To directly assess the subcellular localization of REEP2 within taste cells we used immunoelectron microscopy. Mouse CV papillae taste cells were incubated successively with anti-REEP2 and 15 nm gold-conjugated secondary antibodies. The gold particles were seen ∼50 nm beneath the plasma membrane, consistent with REEP2 being an integral membrane protein (Fig. 4D). This result also supports our inference of the topology of REEP2: the epitope recognized by anti-REEP2 is located near the C terminus and the added expanse from the primary and secondary antibodies is in the range of 27 nm (Harris et al., 1997), thus the position of the gold particles is consistent only with an intracellular location of the C terminus. REEP2 often was observed to be clustered rather than having a homogeneous distribution in the plasma membrane (supplemental Fig. 5, available at www.jneurosci.org as supplemental material).
REEP2 recruits sweet receptors into lipid rafts
We next set out to determine whether REEP2 enhances T1R responses by increasing the number of taste receptors synthesized or the fraction that reaches the cell surface. HEK293E cells transiently expressing T1R2 and T1R3 in the presence or absence of REEP2 were subjected to biotinylation, then their cell-surface proteins purified. Western blots showed that the presence of REEP2 had no effect on sweet receptor protein synthesis (Fig. 5A, rows 3 and 4) or on the fraction of taste receptors reaching the cell surface (Fig. 5A, rows 1 and 2).

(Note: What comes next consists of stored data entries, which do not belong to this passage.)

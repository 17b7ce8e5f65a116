// # IP Information Source Trait
//
// Defines the interface for one external source of the host's public IP
// address. The resolver owns fallback across an ordered list of sources;
// a source performs exactly one lookup per call and reports failure instead
// of retrying.

use async_trait::async_trait;
use std::net::IpAddr;

/// Address family requested from an IP information source
#[derive(Debug, Clone, Copy, PartialEq, Eq, Hash)]
pub enum IpFamily {
    V4,
    V6,
}

impl IpFamily {
    /// True when `ip` belongs to this family
    pub fn matches(&self, ip: IpAddr) -> bool {
        match self {
            IpFamily::V4 => ip.is_ipv4(),
            IpFamily::V6 => ip.is_ipv6(),
        }
    }
}

impl std::fmt::Display for IpFamily {
    fn fmt(&self, f: &mut std::fmt::Formatter<'_>) -> std::fmt::Result {
        match self {
            IpFamily::V4 => write!(f, "ipv4"),
            IpFamily::V6 => write!(f, "ipv6"),
        }
    }
}

/// One external source of the host's public IP address
///
/// Implementations must be thread-safe and single-shot: one lookup per
/// `fetch` call, no internal retries, no caching. A response of the wrong
/// address family is an error (the resolver skips to the next source).
#[async_trait]
pub trait IpInfoSource: Send + Sync {
    /// Fetch the host's current public address for `family`
    async fn fetch(&self, family: IpFamily) -> Result<IpAddr, crate::Error>;

    /// Source name for logs (typically the service URL)
    fn name(&self) -> &str;
}
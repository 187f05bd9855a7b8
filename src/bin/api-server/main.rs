use actix_cors::Cors;
use actix_web::{web, App, HttpServer};
use anyhow::Context;

mod api;

#[tokio::main]
async fn main() -> anyhow::Result<()> {
    dotenvy::dotenv().ok();

    let subscriber = tracing_subscriber::FmtSubscriber::builder()
        .with_max_level(tracing::Level::INFO)
        .with_ansi(true)
        .with_file(false)
        .pretty()
        .finish();
    tracing::subscriber::set_global_default(subscriber).context("fail to setup logging")?;

    let fixtures =
        std::env::var("RESTAURANT_FIXTURES").context("RESTAURANT_FIXTURES env not found")?;
    let state = web::Data::new(api::ApiState::load(&fixtures)?);
    let addr = std::env::var("API_SERVER_ADDR").unwrap_or_else(|_| "127.0.0.1:8080".to_string());

    tracing::info!("serving {fixtures} on {addr}");
    HttpServer::new(move || {
        App::new()
            .app_data(state.clone())
            .wrap(Cors::default().allow_any_origin().allow_any_method())
            .configure(api::routes)
    })
    .bind(addr.as_str())
    .with_context(|| format!("fail to bind {addr}"))?
    .run()
    .await?;
    Ok(())
}
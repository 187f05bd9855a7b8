//! Presenters translate UI intents into repository calls and repository
//! results into view calls. They keep no state besides their collaborators.
//!
//! Every intent returns the completion handle of the underlying request. No
//! result travels through it; views are the only output. A newer request does
//! not cancel an older one, whichever completes last is what stays displayed.

use std::sync::Arc;

use tokio::task::JoinHandle;

use crate::api::{ApiResult, RestaurantSource};
use crate::data::Restaurant;
use crate::repository::RestaurantRepository;
use crate::view::{MapView, RestaurantDetailsView, RestaurantsView};

pub struct RestaurantsPresenter<V, S> {
    view: Arc<V>,
    repository: RestaurantRepository<S>,
}

impl<V: RestaurantsView, S: RestaurantSource> RestaurantsPresenter<V, S> {
    pub fn new(view: Arc<V>, repository: RestaurantRepository<S>) -> Self {
        Self { view, repository }
    }

    pub fn load_restaurants(&self) -> JoinHandle<()> {
        self.view.show_loading();
        let view = Arc::clone(&self.view);
        self.repository
            .get_restaurants(move |result| show_list(view.as_ref(), result))
    }

    pub fn search_restaurants(&self, query: &str) -> JoinHandle<()> {
        self.view.show_loading();
        let view = Arc::clone(&self.view);
        self.repository
            .search_restaurants(query, move |result| show_list(view.as_ref(), result))
    }
}

fn show_list<V: RestaurantsView>(view: &V, result: ApiResult<Vec<Restaurant>>) {
    view.hide_loading();
    match result {
        Ok(restaurants) => view.show_restaurants(restaurants),
        Err(e) => view.show_error(&e.message()),
    }
}

pub struct RestaurantDetailsPresenter<V, S> {
    view: Arc<V>,
    repository: RestaurantRepository<S>,
}

impl<V: RestaurantDetailsView, S: RestaurantSource> RestaurantDetailsPresenter<V, S> {
    pub fn new(view: Arc<V>, repository: RestaurantRepository<S>) -> Self {
        Self { view, repository }
    }

    /// The view has no error capability, a failed fetch leaves it untouched.
    pub fn load_restaurant(&self, restaurant_id: &str) -> JoinHandle<()> {
        let view = Arc::clone(&self.view);
        self.repository
            .get_restaurant(restaurant_id, move |result| {
                if let Ok(restaurant) = result {
                    view.show_restaurant(restaurant);
                }
            })
    }
}

pub struct MapPresenter<V, S> {
    view: Arc<V>,
    repository: RestaurantRepository<S>,
}

impl<V: MapView, S: RestaurantSource> MapPresenter<V, S> {
    pub fn new(view: Arc<V>, repository: RestaurantRepository<S>) -> Self {
        Self { view, repository }
    }

    /// Place one marker per restaurant, in server order.
    pub fn on_map_ready(&self) -> JoinHandle<()> {
        let view = Arc::clone(&self.view);
        self.repository.get_restaurants(move |result| {
            let Ok(restaurants) = result else { return };
            for restaurant in &restaurants {
                view.add_marker(&restaurant.name, restaurant.location);
            }
        })
    }
}
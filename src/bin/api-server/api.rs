use actix_web::{web, HttpResponse};
use anyhow::Context;
use fuzzy_matcher::{skim::SkimMatcherV2, FuzzyMatcher};
use restaurant_finder::data::Restaurant;

pub(super) struct ApiState {
    restaurants: Vec<Restaurant>,
}

impl ApiState {
    /// Fixtures are a JSON array of restaurants, ids are array positions.
    pub(super) fn load(path: &str) -> anyhow::Result<Self> {
        let text = std::fs::read_to_string(path)
            .with_context(|| format!("fail to read fixtures from {path}"))?;
        let restaurants = serde_json::from_str(&text)
            .with_context(|| format!("fail to parse fixtures in {path}"))?;
        Ok(Self { restaurants })
    }
}

pub(super) fn routes(cfg: &mut web::ServiceConfig) {
    // search has to be registered before the id route or it would be taken as an id
    cfg.service(list_restaurants)
        .service(search_restaurants)
        .service(get_restaurant);
}

#[derive(serde::Serialize)]
struct ErrJsonResp {
    message: String,
}

#[actix_web::get("/restaurants")]
async fn list_restaurants(data: web::Data<ApiState>) -> HttpResponse {
    HttpResponse::Ok().json(&data.restaurants)
}

#[derive(serde::Deserialize)]
struct SearchQuery {
    #[serde(default)]
    q: String,
}

#[actix_web::get("/restaurants/search")]
async fn search_restaurants(
    data: web::Data<ApiState>,
    query: web::Query<SearchQuery>,
) -> HttpResponse {
    HttpResponse::Ok().json(search_by_name(&data.restaurants, &query.q))
}

#[derive(serde::Deserialize)]
struct RestaurantPath {
    id: String,
}

#[actix_web::get("/restaurants/{id}")]
async fn get_restaurant(
    data: web::Data<ApiState>,
    path: web::Path<RestaurantPath>,
) -> HttpResponse {
    let found = path
        .id
        .parse::<usize>()
        .ok()
        .and_then(|index| data.restaurants.get(index));
    match found {
        Some(restaurant) => HttpResponse::Ok().json(restaurant),
        None => HttpResponse::NotFound().json(ErrJsonResp {
            message: format!("no restaurant with id {}", path.id),
        }),
    }
}

fn search_by_name(restaurants: &[Restaurant], pattern: &str) -> Vec<Restaurant> {
    if pattern.is_empty() {
        return restaurants.to_vec();
    }
    let matcher = SkimMatcherV2::default();
    restaurants
        .iter()
        .filter(|restaurant| matcher.fuzzy_match(&restaurant.name, pattern).is_some())
        .cloned()
        .collect()
}
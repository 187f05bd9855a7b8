use std::sync::Arc;

use anyhow::Context;
use restaurant_finder::config::ClientConfig;
use restaurant_finder::presenter::{MapPresenter, RestaurantDetailsPresenter, RestaurantsPresenter};
use restaurant_finder::repository::RestaurantRepository;

mod views;

const USAGE: &str = "Usage: restaurants <list | search [query...] | show <id> | map>";

#[derive(Debug, PartialEq)]
enum Command {
    List,
    Search(String),
    Show(String),
    Map,
}

impl Command {
    fn new(args: &[String]) -> Result<Self, &'static str> {
        let Some(action) = args.first() else {
            return Err("too less argument");
        };

        match action.as_str() {
            "list" => Ok(Self::List),
            "search" => Ok(Self::Search(args[1..].join(" "))),
            "show" => match args.get(1) {
                Some(id) => Ok(Self::Show(id.clone())),
                None => Err("too less argument"),
            },
            "map" => Ok(Self::Map),
            _ => Err("unexpected action"),
        }
    }

    // consumed the command
    async fn run(self, repository: RestaurantRepository) -> anyhow::Result<()> {
        let done = match self {
            Self::List => {
                let view = Arc::new(views::TerminalListView::default());
                RestaurantsPresenter::new(view, repository).load_restaurants()
            }
            Self::Search(query) => {
                let view = Arc::new(views::TerminalListView::default());
                RestaurantsPresenter::new(view, repository).search_restaurants(&query)
            }
            Self::Show(id) => {
                let view = Arc::new(views::TerminalDetailsView);
                RestaurantDetailsPresenter::new(view, repository).load_restaurant(&id)
            }
            Self::Map => {
                let view = Arc::new(views::TerminalMapView);
                MapPresenter::new(view, repository).on_map_ready()
            }
        };
        done.await.context("request task panicked")?;
        Ok(())
    }
}

#[tokio::main]
async fn main() -> anyhow::Result<()> {
    let subscriber = tracing_subscriber::FmtSubscriber::builder()
        .with_max_level(tracing::Level::INFO)
        .with_ansi(true)
        .with_file(false)
        .with_writer(std::io::stderr)
        .pretty()
        .finish();
    tracing::subscriber::set_global_default(subscriber).context("fail to setup logging")?;

    let args = std::env::args().skip(1).collect::<Vec<_>>();
    let command = match Command::new(&args) {
        Ok(command) => command,
        Err(hint) => {
            eprintln!("{hint}\n\n{USAGE}");
            std::process::exit(2);
        }
    };

    let config = ClientConfig::from_env()?;
    let repository =
        RestaurantRepository::from_config(&config).context("fail to set up restaurant client")?;
    command.run(repository).await
}
//! Client for the remote restaurant endpoints.
//!
//! Three read-only operations are exposed, all `GET` relative to the
//! configured base URL:
//!
//! - `restaurants` lists every restaurant
//! - `restaurants/{id}` fetches a single restaurant
//! - `restaurants/search?q={query}` searches by free text

use async_trait::async_trait;
use reqwest::{Client as HttpClient, Response, StatusCode};
use serde::{de::DeserializeOwned, Deserialize};
use url::Url;

use crate::config::ClientConfig;
use crate::data::Restaurant;

#[derive(Debug, thiserror::Error)]
pub enum ApiError {
    #[error("invalid restaurant id {0:?}")]
    InvalidId(String),
    #[error("invalid base url: {0}")]
    Url(#[from] url::ParseError),
    #[error("base url {0} can not carry a path")]
    BaseUrl(String),
    #[error("request failed: {0}")]
    Transport(#[from] reqwest::Error),
    #[error("server responded {status}: {message}")]
    Status { status: StatusCode, message: String },
    #[error("malformed response body: {0}")]
    Decode(#[from] serde_json::Error),
}

impl ApiError {
    /// Text fit for showing to a user.
    pub fn message(&self) -> String {
        match self {
            Self::Status { message, .. } => message.clone(),
            other => other.to_string(),
        }
    }
}

pub type ApiResult<T> = Result<T, ApiError>;

/// Anything able to answer the three restaurant queries.
#[async_trait]
pub trait RestaurantSource: Send + Sync + 'static {
    async fn list_restaurants(&self) -> ApiResult<Vec<Restaurant>>;

    async fn get_restaurant(&self, id: &str) -> ApiResult<Restaurant>;

    /// The query is forwarded untouched, the empty string included.
    async fn search_restaurants(&self, query: &str) -> ApiResult<Vec<Restaurant>>;
}

#[derive(Debug, Clone)]
pub struct RestaurantApi {
    http_client: HttpClient,
    base_url: Url,
}

impl RestaurantApi {
    pub fn new(config: &ClientConfig) -> ApiResult<Self> {
        let base_url = Url::parse(&config.base_url)?;
        if base_url.cannot_be_a_base() {
            return Err(ApiError::BaseUrl(config.base_url.clone()));
        }

        let http_client = HttpClient::builder()
            .user_agent(config.user_agent.as_str())
            .timeout(config.timeout)
            .build()?;

        Ok(Self {
            http_client,
            base_url,
        })
    }

    pub fn base_url(&self) -> &Url {
        &self.base_url
    }

    // segments are appended after the base path, never replacing its last segment
    fn endpoint(&self, segments: &[&str]) -> ApiResult<Url> {
        let mut url = self.base_url.clone();
        url.path_segments_mut()
            .map_err(|_| ApiError::BaseUrl(self.base_url.to_string()))?
            .pop_if_empty()
            .extend(segments);
        Ok(url)
    }

    async fn get<T: DeserializeOwned>(&self, url: Url) -> ApiResult<T> {
        tracing::debug!("GET {url}");
        let response = self.http_client.get(url).send().await?;
        handle_response(response).await
    }
}

#[async_trait]
impl RestaurantSource for RestaurantApi {
    async fn list_restaurants(&self) -> ApiResult<Vec<Restaurant>> {
        let url = self.endpoint(&["restaurants"])?;
        self.get(url).await
    }

    async fn get_restaurant(&self, id: &str) -> ApiResult<Restaurant> {
        if matches!(id, "" | "." | "..") {
            return Err(ApiError::InvalidId(id.to_string()));
        }
        let url = self.endpoint(&["restaurants", id])?;
        self.get(url).await
    }

    async fn search_restaurants(&self, query: &str) -> ApiResult<Vec<Restaurant>> {
        let mut url = self.endpoint(&["restaurants", "search"])?;
        url.query_pairs_mut().append_pair("q", query);
        self.get(url).await
    }
}

#[derive(Deserialize)]
struct ErrJsonResp {
    message: String,
}

async fn handle_response<T: DeserializeOwned>(response: Response) -> ApiResult<T> {
    let status = response.status();
    let text = response.text().await?;

    if status.is_success() {
        serde_json::from_str(&text).map_err(ApiError::from)
    } else {
        Err(ApiError::Status {
            status,
            message: error_message(&text),
        })
    }
}

fn error_message(body: &str) -> String {
    match serde_json::from_str::<ErrJsonResp>(body) {
        Ok(resp) => resp.message,
        Err(_) if body.trim().is_empty() => "no details given".to_string(),
        Err(_) => body.trim().to_string(),
    }
}
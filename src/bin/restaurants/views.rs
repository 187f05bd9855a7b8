use std::sync::Mutex;

use restaurant_finder::data::{Location, Restaurant};
use restaurant_finder::render::{detail_rows, render_restaurants, DetailField, RowBinder};
use restaurant_finder::view::{MapView, RestaurantDetailsView, RestaurantsView};

/// Prints the list screen; keeps the last shown list around like a real screen would.
#[derive(Default)]
pub(super) struct TerminalListView {
    restaurants: Mutex<Vec<Restaurant>>,
}

struct StdoutRows;

impl RowBinder for StdoutRows {
    fn begin(&mut self, count: usize) {
        if count == 0 {
            println!("No restaurants found.");
        }
    }

    fn bind(&mut self, position: usize, restaurant: &Restaurant) {
        println!(
            "{position:>3}. {} ({:.1}) {}",
            restaurant.name, restaurant.rating, restaurant.photo
        );
    }
}

impl RestaurantsView for TerminalListView {
    fn show_loading(&self) {
        eprintln!("Loading...");
    }

    fn hide_loading(&self) {}

    fn show_restaurants(&self, restaurants: Vec<Restaurant>) {
        let Ok(mut shown) = self.restaurants.lock() else {
            tracing::error!("list view state poisoned");
            return;
        };
        *shown = restaurants;
        render_restaurants(&shown, &mut StdoutRows);
    }

    fn show_error(&self, error: &str) {
        eprintln!("Fail to load restaurants: {error}");
    }
}

pub(super) struct TerminalDetailsView;

impl RestaurantDetailsView for TerminalDetailsView {
    fn show_name(&self, name: &str) {
        println!("{}: {name}", DetailField::Name);
    }

    fn show_photo(&self, photo: &str) {
        println!("{}: {photo}", DetailField::Photo);
    }

    fn show_rating(&self, rating: f32) {
        println!("{}: {rating:.1}", DetailField::Rating);
    }

    fn show_restaurant(&self, restaurant: Restaurant) {
        for (field, value) in detail_rows(&restaurant) {
            match field {
                DetailField::Name => self.show_name(&value),
                DetailField::Photo => self.show_photo(&value),
                DetailField::Rating => self.show_rating(restaurant.rating),
                DetailField::Location => println!("{field}: {value}"),
            }
        }
    }
}

pub(super) struct TerminalMapView;

impl MapView for TerminalMapView {
    fn add_marker(&self, title: &str, position: Location) {
        println!("marker {title:?} at {:.5}, {:.5}", position.lat, position.lng);
    }
}
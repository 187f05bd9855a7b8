use std::future::Future;
use std::sync::Arc;

use tokio::task::JoinHandle;

use crate::api::{ApiResult, RestaurantApi, RestaurantSource};
use crate::config::ClientConfig;
use crate::data::Restaurant;

/// Single point of contact between the presenters and the remote data.
///
/// Every operation issues exactly one request on a freshly spawned task and
/// hands its outcome to `on_result` exactly once, success or failure. Calls
/// are independent of each other: nothing is cached, coalesced or cancelled,
/// so overlapping calls complete in whatever order the network decides.
///
/// The returned [`JoinHandle`] only signals completion. Dropping it does not
/// abort the request. All operations must be called from within a tokio
/// runtime.
pub struct RestaurantRepository<S = RestaurantApi> {
    source: Arc<S>,
}

impl<S> Clone for RestaurantRepository<S> {
    fn clone(&self) -> Self {
        Self {
            source: Arc::clone(&self.source),
        }
    }
}

impl RestaurantRepository<RestaurantApi> {
    pub fn from_config(config: &ClientConfig) -> ApiResult<Self> {
        Ok(Self::new(RestaurantApi::new(config)?))
    }
}

impl<S: RestaurantSource> RestaurantRepository<S> {
    pub fn new(source: S) -> Self {
        Self {
            source: Arc::new(source),
        }
    }

    pub fn source(&self) -> &S {
        &self.source
    }

    pub fn get_restaurants<F>(&self, on_result: F) -> JoinHandle<()>
    where
        F: FnOnce(ApiResult<Vec<Restaurant>>) + Send + 'static,
    {
        let source = Arc::clone(&self.source);
        dispatch("restaurant list", on_result, async move {
            source.list_restaurants().await
        })
    }

    pub fn get_restaurant<F>(&self, id: &str, on_result: F) -> JoinHandle<()>
    where
        F: FnOnce(ApiResult<Restaurant>) + Send + 'static,
    {
        let source = Arc::clone(&self.source);
        let id = id.to_string();
        dispatch("restaurant details", on_result, async move {
            source.get_restaurant(&id).await
        })
    }

    pub fn search_restaurants<F>(&self, query: &str, on_result: F) -> JoinHandle<()>
    where
        F: FnOnce(ApiResult<Vec<Restaurant>>) + Send + 'static,
    {
        let source = Arc::clone(&self.source);
        let query = query.to_string();
        dispatch("restaurant search", on_result, async move {
            source.search_restaurants(&query).await
        })
    }
}

fn dispatch<T, F, Fut>(what: &'static str, on_result: F, request: Fut) -> JoinHandle<()>
where
    T: Send + 'static,
    F: FnOnce(ApiResult<T>) + Send + 'static,
    Fut: Future<Output = ApiResult<T>> + Send + 'static,
{
    tokio::spawn(async move {
        let result = request.await;
        if let Err(e) = &result {
            tracing::warn!("fail to fetch {what}: {e}");
        }
        on_result(result);
    })
}
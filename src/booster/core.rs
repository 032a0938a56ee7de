//! Provides `Booster` trait.

use crate::{
    Result,
    WeakLearner,
};
use std::ops::ControlFlow;

/// The trait [`Booster`] defines the standard framework of Boosting.
/// Here, the **standard framework** is defined as
/// a repeated game between **Booster** and **Weak Learner**
/// of the following form:
///
/// In each round `t = 1, 2, ...`,
/// 1. Booster chooses a probability distribution over
///    training instances.
/// 2. Weak Learner chooses a hypothesis that achieves
///    some **accuracy** with respect to the distribution.
///
/// After sufficient rounds, Booster outputs a combined hypothesis
/// with high accuracy for any probability distribution on training examples.
///
/// # Required Methods
/// - [`Booster::name`]
/// - [`Booster::preprocess`]
/// - [`Booster::boost`]
/// - [`Booster::postprocess`]
/// - [`Booster::info`] ... optional.
///
/// # Provided Methods
/// - [`Booster::run`]
pub trait Booster<H> {
    /// The final hypothesis output by a boosting algorithm.
    type Output;


    /// Returns the name of the boosting algorithm.
    fn name(&self) -> &str;


    /// Returns the information of boosting algorithm as `String`.
    fn info(&self) -> Option<Vec<(&str, String)>> {
        None
    }


    /// A main function that runs boosting algorithm.
    fn run<W>(&mut self, weak_learner: &W) -> Result<Self::Output>
        where W: WeakLearner<Hypothesis = H>
    {
        self.preprocess()?;

        for iter in 1.. {
            if self.boost(weak_learner, iter)?.is_break() {
                break;
            }
        }

        self.postprocess()
    }


    /// Pre-processing for `self`.
    /// As you can see in [`Booster::run`],
    /// this method is called before the boosting process.
    fn preprocess(&mut self) -> Result<()>;


    /// Boosting step per iteration.
    /// This method returns
    /// `ControlFlow::Break(terminated_iter)` if the stopping criterion
    /// is satisfied, `ControlFlow::Continue(())` otherwise.
    fn boost<W>(
        &mut self,
        weak_learner: &W,
        iteration: usize,
    ) -> Result<ControlFlow<usize>>
        where W: WeakLearner<Hypothesis = H>;


    /// Post-processing.
    /// This method returns the combined hypothesis.
    fn postprocess(&mut self) -> Result<Self::Output>;
}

Might REEP2 instead act by anchoring or spatially organizing the taste receptors into lipid raft membrane microdomains such as has been shown for the scaffold protein Homer (Ehrengruber et al., 2004)? To test this we used discontinuous sucrose density gradient ultracentrifugation to isolate lipid rafts from transfected HEK293E cells (supplemental Fig. 6, available at www.jneurosci.org as supplemental material). REEP2—present in the lipid raft fraction—significantly increased the amount of T1R2 and T1R3 in lipid rafts (Fig. 5B, row 1 vs row 2), but did not alter their levels among total proteins: quantification of the band intensities on Western blots confirmed that REEP2 specifically increased the presence of T1R2 and T1R3 in lipid rafts (Table 1). Interestingly, in native taste cells REEP2 was found to localize preferentially to the taste bud's apical pore region in all taste papillae (Figs. 1C–E, 5C–E). In addition, the existence of lipid rafts in the apical pore region suggests that REEP2 might be involved in recruiting taste receptors into specific domains of taste cell membranes for ready access to ligand (supplemental Fig. 7, available at www.jneurosci.org as supplemental material).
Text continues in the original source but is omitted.